**PROBLEM DESCRIPTION:**
Look through the records below for the line holding "let mut guard". Write it out exactly, with each following line through the line holding "e.mask, e.name.map(|n| n.to_os_string())))".

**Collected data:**
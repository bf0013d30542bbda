//! inotify-based file system watcher

use super::{EventKind, Observation};
use inotify::{EventMask, Inotify, WatchDescriptor, WatchMask};
use std::collections::{HashMap, VecDeque};
use std::ffi::OsString;
use std::path::{Path, PathBuf};
use tokio::io::unix::AsyncFd;

/// inotify-based file system watcher
pub struct InotifyWatcher {
    /// inotify instance, opened non-blocking and owned by the reactor
    /// registration so it is deregistered before it closes
    inotify: AsyncFd<Inotify>,
    /// Map of watch descriptors to directories
    watches: HashMap<WatchDescriptor, PathBuf>,
    /// Observations decoded but not yet handed out
    pending: VecDeque<Observation>,
    /// Follow newly created subdirectories
    recursive: bool,
    /// Directory names skipped when descending
    skip_dirs: Vec<String>,
    /// Event buffer
    buffer: [u8; 4096],
}

fn mask() -> WatchMask {
    WatchMask::CREATE
        | WatchMask::MODIFY
        | WatchMask::DELETE
        | WatchMask::MOVED_FROM
        | WatchMask::MOVED_TO
}

impl InotifyWatcher {
    /// Create a new inotify watcher
    pub fn new(recursive: bool, skip_dirs: Vec<String>) -> anyhow::Result<Self> {
        let inotify = AsyncFd::new(Inotify::init()?)?;

        Ok(Self {
            inotify,
            watches: HashMap::new(),
            pending: VecDeque::new(),
            recursive,
            skip_dirs,
            buffer: [0u8; 4096],
        })
    }

    /// Add a directory to watch, descending into subdirectories when recursive
    pub fn add(&mut self, path: &Path) -> anyhow::Result<()> {
        let wd = self.inotify.get_ref().watches().add(path, mask())?;
        self.watches.insert(wd, path.to_path_buf());

        if self.recursive && path.is_dir() {
            self.add_recursive(path)?;
        }

        Ok(())
    }

    fn add_recursive(&mut self, dir: &Path) -> anyhow::Result<()> {
        for entry in std::fs::read_dir(dir)? {
            let entry = entry?;
            if !entry.file_type()?.is_dir() {
                continue;
            }

            let path = entry.path();
            if self.is_skipped(&path) {
                continue;
            }

            match self.inotify.get_ref().watches().add(&path, mask()) {
                Ok(wd) => {
                    self.watches.insert(wd, path.clone());
                }
                Err(e) => tracing::warn!("Failed to watch {:?}: {}", path, e),
            }

            if let Err(e) = self.add_recursive(&path) {
                tracing::debug!("Failed to descend into {:?}: {}", path, e);
            }
        }

        Ok(())
    }

    fn is_skipped(&self, path: &Path) -> bool {
        path.file_name()
            .and_then(|n| n.to_str())
            .map(|name| self.skip_dirs.iter().any(|s| s == name))
            .unwrap_or(false)
    }

    /// Number of directories currently watched
    pub fn watch_count(&self) -> usize {
        self.watches.len()
    }

    /// Get next observation (async)
    pub async fn next_event(&mut self) -> anyhow::Result<Observation> {
        loop {
            if let Some(observation) = self.pending.pop_front() {
                return Ok(observation);
            }

            let mut guard = self.inotify.readable_mut().await?;

            let raw: Vec<(WatchDescriptor, EventMask, Option<OsString>)> =
                match guard.get_inner_mut().read_events(&mut self.buffer) {
                    Ok(events) => events
                        .map(|e| (e.wd, e.mask, e.name.map(|n| n.to_os_string())))
                        .collect(),
                    Err(ref e) if e.kind() == std::io::ErrorKind::WouldBlock => {
                        guard.clear_ready();
                        continue;
                    }
                    Err(e) => return Err(e.into()),
                };
            drop(guard);

            for (wd, mask, name) in raw {
                self.decode(wd, mask, name);
            }
        }
    }

    /// Turn one raw inotify event into zero or one pending observations
    fn decode(&mut self, wd: WatchDescriptor, mask: EventMask, name: Option<OsString>) {
        if mask.contains(EventMask::Q_OVERFLOW) {
            tracing::warn!("inotify queue overflowed, events were lost");
            return;
        }
        if mask.contains(EventMask::IGNORED) {
            self.watches.remove(&wd);
            return;
        }

        let dir = match self.watches.get(&wd) {
            Some(p) => p.clone(),
            None => return,
        };
        let path = match name {
            Some(name) => dir.join(name),
            None => return,
        };

        if mask.contains(EventMask::ISDIR) {
            if self.recursive
                && (mask.contains(EventMask::CREATE) || mask.contains(EventMask::MOVED_TO))
                && !self.is_skipped(&path)
            {
                if let Err(e) = self.add(&path) {
                    tracing::warn!("Failed to watch new directory {:?}: {}", path, e);
                }
            }
            return;
        }

        let kind = if mask.contains(EventMask::CREATE) || mask.contains(EventMask::MOVED_TO) {
            EventKind::Create
        } else if mask.contains(EventMask::MODIFY) {
            EventKind::Modify
        } else if mask.contains(EventMask::DELETE) || mask.contains(EventMask::MOVED_FROM) {
            EventKind::Delete
        } else {
            return;
        };

        self.pending.push_back(Observation::new(path, kind));
    }
}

**RESPONSE AREA:**
            let mut guard = self.inotify.readable_mut().await?;

            let raw: Vec<(WatchDescriptor, EventMask, Option<OsString>)> =
                match guard.get_inner_mut().read_events(&mut self.buffer) {
                    Ok(events) => events
                        .map(|e| (e.wd, e.mask, e.name.map(|n| n.to_os_string())))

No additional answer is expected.